The IOPS® (Intra-Operative Positioning System) is intended for the evaluation of vascular anatomy as captured via 3D modeling from previously acquired scan data. It is intended for real time tip positioning and navigation using sensor equipped compatible catheters and guidewires used in endovascular interventions in the descending aorta. The system is indicated for use as an adjunct to fluoroscopy. The IOPS does not make a diagnosis.

The IOPS system displays the position and orientation of sensor equipped guidewires and catheters utilizing electromagnetic tracking technology. The system enables mapping of the patient's vascular system utilizing previously acquired CT scan data. IOPS registers the location and orientation of the sensors in real time superimposing navigation of the catheters and guidewires to the patient's vascular map.

The provided text is a 510(k) summary for the Intra-Operative Positioning System (IOPS®). It describes the device, its intended use, technological characteristics, and non-clinical testing performed to establish substantial equivalence to a predicate device. However, it does not contain information about acceptance criteria or a study proving the device meets those criteria for performance based on a test set, expert ground truth, or MRMC studies.

Instead, the submission focuses on demonstrating substantial equivalence to a previously cleared device (IOPS 1.0, K190106) due to minor hardware changes (for obsolescence) and a software update. The non-clinical testing mentioned is primarily related to electrical safety, electromagnetic compatibility, and immunity to RFID readers, which are general safety and performance standards rather than specific acceptance criteria for the navigational accuracy or clinical effectiveness in the context of the device's indications for use.

Therefore, I cannot populate the requested table or answer most of the questions, as the information is not present in the provided document. The document confirms:

• No specific acceptance criteria table for device performance (e.g., accuracy, precision) is provided.
• No study proving the device meets clinical performance acceptance criteria is detailed.
• No information about a test set, its sample size, or data provenance for clinical performance evaluation is given.
• No mention of experts establishing ground truth, adjudication methods, or MRMC studies for clinical performance.
• No standalone algorithm performance study is described for clinical outcomes.
• No information on ground truth type (expert consensus, pathology, outcomes data) for clinical performance.
• No details are given about a training set for the software, its size, or how its ground truth was established.

The summary strongly implies that the core navigation technology (Aurora® V3 System) is an off-the-shelf, integrated component, and the submission's focus is on labeling modifications and general safety compliance for the updated IOPS system.

Therefore, the response is:

The provided document, a 510(k) summary for the Intra-Operative Positioning System (IOPS®), does not contain the specific information requested regarding acceptance criteria for device performance, the study methods used to prove these criteria, details on test sets, ground truth establishment, expert involvement, or MRMC studies.

The submission primarily focuses on demonstrating substantial equivalence to a previously cleared predicate device (IOPS 1.0, K190106) based on minor hardware updates (for obsolescence) and a software revision. The non-clinical testing mentioned (ANSI AAMI ES60601-1, IEC 60601-1-2, AIM 7351731 Rev. 2.00) relates to general electrical safety, essential performance, electromagnetic compatibility, and RFID immunity, rather than clinical performance metrics of the device's navigation capabilities against a defined ground truth.

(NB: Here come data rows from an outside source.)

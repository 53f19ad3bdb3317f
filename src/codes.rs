//! Small value types carried by event payloads.
//!
//! Keys, modifiers and flag sets are thin newtypes over the platform's integer
//! encodings so unknown values survive unchanged. Closed sets with a fixed meaning
//! (mouse buttons, power states, pen axes) are plain enums with a fallible
//! `from_raw`.

use serde::{Deserialize, Serialize};
use std::ops::{BitAnd, BitOr, BitOrAssign};

/// Physical key position, independent of layout (USB HID usage numbering).
#[derive(Clone, Copy, Debug, Default, PartialEq, Eq, Hash, PartialOrd, Ord, Serialize, Deserialize)]
#[serde(transparent)]
pub struct Scancode(pub u32);

impl Scancode {
    pub const UNKNOWN: Scancode = Scancode(0);
    pub const A: Scancode = Scancode(4);
    pub const Z: Scancode = Scancode(29);
    pub const NUM_1: Scancode = Scancode(30);
    pub const NUM_0: Scancode = Scancode(39);
    pub const RETURN: Scancode = Scancode(40);
    pub const ESCAPE: Scancode = Scancode(41);
    pub const BACKSPACE: Scancode = Scancode(42);
    pub const TAB: Scancode = Scancode(43);
    pub const SPACE: Scancode = Scancode(44);
    pub const F1: Scancode = Scancode(58);
    pub const F12: Scancode = Scancode(69);
    pub const RIGHT: Scancode = Scancode(79);
    pub const LEFT: Scancode = Scancode(80);
    pub const DOWN: Scancode = Scancode(81);
    pub const UP: Scancode = Scancode(82);
    pub const LCTRL: Scancode = Scancode(224);
    pub const LSHIFT: Scancode = Scancode(225);
    pub const LALT: Scancode = Scancode(226);
    pub const LGUI: Scancode = Scancode(227);
    pub const RCTRL: Scancode = Scancode(228);
    pub const RSHIFT: Scancode = Scancode(229);
    pub const RALT: Scancode = Scancode(230);
    pub const RGUI: Scancode = Scancode(231);
}

/// Layout-dependent virtual key. Printable keys use their Unicode code point.
#[derive(Clone, Copy, Debug, Default, PartialEq, Eq, Hash, PartialOrd, Ord, Serialize, Deserialize)]
#[serde(transparent)]
pub struct Keycode(pub u32);

impl Keycode {
    pub const UNKNOWN: Keycode = Keycode(0);
    pub const BACKSPACE: Keycode = Keycode(0x08);
    pub const TAB: Keycode = Keycode(0x09);
    pub const RETURN: Keycode = Keycode(0x0D);
    pub const ESCAPE: Keycode = Keycode(0x1B);
    pub const SPACE: Keycode = Keycode(0x20);
    pub const A: Keycode = Keycode(0x61);
    pub const Z: Keycode = Keycode(0x7A);
    pub const DELETE: Keycode = Keycode(0x7F);

    /// Keycode for a printable character.
    pub const fn from_char(c: char) -> Keycode {
        Keycode(c as u32)
    }
}

/// Modifier key state bitset.
#[derive(Clone, Copy, Debug, Default, PartialEq, Eq, Hash, Serialize, Deserialize)]
#[serde(transparent)]
pub struct Keymod(pub u16);

impl Keymod {
    pub const NONE: Keymod = Keymod(0x0000);
    pub const LSHIFT: Keymod = Keymod(0x0001);
    pub const RSHIFT: Keymod = Keymod(0x0002);
    pub const LEVEL5: Keymod = Keymod(0x0004);
    pub const LCTRL: Keymod = Keymod(0x0040);
    pub const RCTRL: Keymod = Keymod(0x0080);
    pub const LALT: Keymod = Keymod(0x0100);
    pub const RALT: Keymod = Keymod(0x0200);
    pub const LGUI: Keymod = Keymod(0x0400);
    pub const RGUI: Keymod = Keymod(0x0800);
    pub const NUM: Keymod = Keymod(0x1000);
    pub const CAPS: Keymod = Keymod(0x2000);
    pub const MODE: Keymod = Keymod(0x4000);
    pub const SCROLL: Keymod = Keymod(0x8000);

    pub const SHIFT: Keymod = Keymod(0x0001 | 0x0002);
    pub const CTRL: Keymod = Keymod(0x0040 | 0x0080);
    pub const ALT: Keymod = Keymod(0x0100 | 0x0200);
    pub const GUI: Keymod = Keymod(0x0400 | 0x0800);

    /// All bits of `other` are set.
    #[inline]
    pub const fn contains(self, other: Keymod) -> bool {
        self.0 & other.0 == other.0
    }

    /// Any bit of `other` is set.
    #[inline]
    pub const fn intersects(self, other: Keymod) -> bool {
        self.0 & other.0 != 0
    }

    #[inline]
    pub const fn is_empty(self) -> bool {
        self.0 == 0
    }
}

impl BitOr for Keymod {
    type Output = Keymod;
    fn bitor(self, rhs: Keymod) -> Keymod {
        Keymod(self.0 | rhs.0)
    }
}

impl BitOrAssign for Keymod {
    fn bitor_assign(&mut self, rhs: Keymod) {
        self.0 |= rhs.0;
    }
}

impl BitAnd for Keymod {
    type Output = Keymod;
    fn bitand(self, rhs: Keymod) -> Keymod {
        Keymod(self.0 & rhs.0)
    }
}

/// Mouse button identifiers (platform numbering starts at 1).
#[derive(Clone, Copy, Debug, PartialEq, Eq, Hash, Serialize, Deserialize)]
#[serde(rename_all = "lowercase")]
pub enum MouseButton {
    Left = 1,
    Middle = 2,
    Right = 3,
    X1 = 4,
    X2 = 5,
}

impl MouseButton {
    pub const fn from_raw(raw: u8) -> Option<MouseButton> {
        match raw {
            1 => Some(MouseButton::Left),
            2 => Some(MouseButton::Middle),
            3 => Some(MouseButton::Right),
            4 => Some(MouseButton::X1),
            5 => Some(MouseButton::X2),
            _ => None,
        }
    }

    pub const fn as_raw(self) -> u8 {
        self as u8
    }
}

/// Held-buttons bitset reported with mouse motion. Bit `n - 1` is button `n`.
#[derive(Clone, Copy, Debug, Default, PartialEq, Eq, Hash, Serialize, Deserialize)]
#[serde(transparent)]
pub struct MouseButtonMask(pub u32);

impl MouseButtonMask {
    pub const NONE: MouseButtonMask = MouseButtonMask(0);

    pub const fn of(button: MouseButton) -> MouseButtonMask {
        MouseButtonMask(1 << (button as u32 - 1))
    }

    pub const fn contains(self, button: MouseButton) -> bool {
        self.0 & Self::of(button).0 != 0
    }

    pub const fn with(self, button: MouseButton) -> MouseButtonMask {
        MouseButtonMask(self.0 | Self::of(button).0)
    }
}

#[derive(Clone, Copy, Debug, Default, PartialEq, Eq, Hash, Serialize, Deserialize)]
#[serde(rename_all = "lowercase")]
pub enum MouseWheelDirection {
    #[default]
    Normal,
    /// The OS reports "natural" scrolling; deltas are inverted.
    Flipped,
}

/// Battery state reported by joysticks.
#[derive(Clone, Copy, Debug, Default, PartialEq, Eq, Hash, Serialize, Deserialize)]
#[serde(rename_all = "snake_case")]
pub enum PowerState {
    Error,
    #[default]
    Unknown,
    OnBattery,
    NoBattery,
    Charging,
    Charged,
}

impl PowerState {
    /// Platform encoding: `-1` error, `0` unknown, `1..=4` the remaining states.
    pub const fn from_raw(raw: i32) -> PowerState {
        match raw {
            -1 => PowerState::Error,
            1 => PowerState::OnBattery,
            2 => PowerState::NoBattery,
            3 => PowerState::Charging,
            4 => PowerState::Charged,
            _ => PowerState::Unknown,
        }
    }
}

/// Sensor kinds reported by standalone sensors and gamepads.
#[derive(Clone, Copy, Debug, Default, PartialEq, Eq, Hash, Serialize, Deserialize)]
#[serde(rename_all = "snake_case")]
pub enum SensorType {
    #[default]
    Invalid,
    Unknown,
    Accel,
    Gyro,
    AccelL,
    GyroL,
    AccelR,
    GyroR,
}

impl SensorType {
    pub const fn from_raw(raw: i32) -> SensorType {
        match raw {
            0 => SensorType::Unknown,
            1 => SensorType::Accel,
            2 => SensorType::Gyro,
            3 => SensorType::AccelL,
            4 => SensorType::GyroL,
            5 => SensorType::AccelR,
            6 => SensorType::GyroR,
            _ => SensorType::Invalid,
        }
    }
}

/// Pen state bitset attached to every pen event.
#[derive(Clone, Copy, Debug, Default, PartialEq, Eq, Hash, Serialize, Deserialize)]
#[serde(transparent)]
pub struct PenInputFlags(pub u32);

impl PenInputFlags {
    pub const NONE: PenInputFlags = PenInputFlags(0);
    pub const DOWN: PenInputFlags = PenInputFlags(1 << 0);
    pub const BUTTON_1: PenInputFlags = PenInputFlags(1 << 1);
    pub const BUTTON_2: PenInputFlags = PenInputFlags(1 << 2);
    pub const BUTTON_3: PenInputFlags = PenInputFlags(1 << 3);
    pub const BUTTON_4: PenInputFlags = PenInputFlags(1 << 4);
    pub const BUTTON_5: PenInputFlags = PenInputFlags(1 << 5);
    pub const ERASER_TIP: PenInputFlags = PenInputFlags(1 << 30);

    pub const fn contains(self, other: PenInputFlags) -> bool {
        self.0 & other.0 == other.0
    }
}

impl BitOr for PenInputFlags {
    type Output = PenInputFlags;
    fn bitor(self, rhs: PenInputFlags) -> PenInputFlags {
        PenInputFlags(self.0 | rhs.0)
    }
}

#[derive(Clone, Copy, Debug, Default, PartialEq, Eq, Hash, Serialize, Deserialize)]
#[serde(rename_all = "snake_case")]
pub enum PenAxis {
    /// `0.0..=1.0`
    #[default]
    Pressure,
    /// Degrees, `-90.0..=90.0`
    Xtilt,
    Ytilt,
    Distance,
    /// Degrees, `-180.0..180.0`
    Rotation,
    Slider,
    TangentialPressure,
}

#[cfg(test)]
mod tests {
    use super::*;

    #[test]
    fn keymod_composites() {
        let m = Keymod::LSHIFT | Keymod::RCTRL;
        assert!(m.intersects(Keymod::SHIFT));
        assert!(!m.contains(Keymod::SHIFT));
        assert!(m.contains(Keymod::LSHIFT));
        assert!(m.intersects(Keymod::CTRL));
        assert!(!m.intersects(Keymod::ALT));
        assert!(Keymod::NONE.is_empty());
    }

    #[test]
    fn mouse_mask_bits_follow_button_numbers() {
        let mask = MouseButtonMask::NONE.with(MouseButton::Left).with(MouseButton::X2);
        assert_eq!(mask.0, 0b1_0001);
        assert!(mask.contains(MouseButton::Left));
        assert!(!mask.contains(MouseButton::Right));
        assert_eq!(MouseButton::from_raw(3), Some(MouseButton::Right));
        assert_eq!(MouseButton::from_raw(0), None);
    }

    #[test]
    fn raw_enum_fallbacks() {
        assert_eq!(PowerState::from_raw(3), PowerState::Charging);
        assert_eq!(PowerState::from_raw(99), PowerState::Unknown);
        assert_eq!(SensorType::from_raw(2), SensorType::Gyro);
        assert_eq!(SensorType::from_raw(-1), SensorType::Invalid);
    }
}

Specifically, the following information is not available in the provided text:

1. Table of acceptance criteria and reported device performance: Not provided. The submission states the navigation system has a "high degree of accuracy" and "position error of approximately ±1 mm," which it deems "sufficient," but these are descriptive statements, not formally presented as acceptance criteria for a study.
2. Sample size used for the test set and data provenance: No information on a test set used to evaluate the device's clinical performance against specific acceptance criteria.
3. Number of experts used to establish the ground truth for the test set and their qualifications: Not applicable, as no such clinical performance test set or ground truth establishment process is described.
4. Adjudication method for the test set: Not applicable.
5. If a multi reader multi case (MRMC) comparative effectiveness study was done, and effect size: Not described.
6. If a standalone (i.e. algorithm only without human-in-the-loop performance) was done: No information about a standalone performance study for clinical efficacy.
7. The type of ground truth used: For the device's intended use (navigation), the text implies that the Aurora® system calculates sensor positions with high accuracy. For clinical application, the IOPS uses pre-operative CT scans and correlated tracking pad data, alongside real-time sensor readings, to superimpose location on a vascular map. However, there is no explicit mention of ground truth in the context of a performance study to prove the device meets acceptance criteria. The ±1mm accuracy is stated as a system capability, not a study outcome.
8. The sample size for the training set: Not provided. The document mentions "proprietary software" for image generation and processing, but no details on training data.
9. How the ground truth for the training set was established: Not provided.

The key takeaway is that this 510(k) summary focuses on demonstrating substantial equivalence through standard safety and performance testing and minor modifications, rather than a de novo clinical performance study with specific acceptance criteria as might be seen for novel AI-driven diagnostic devices.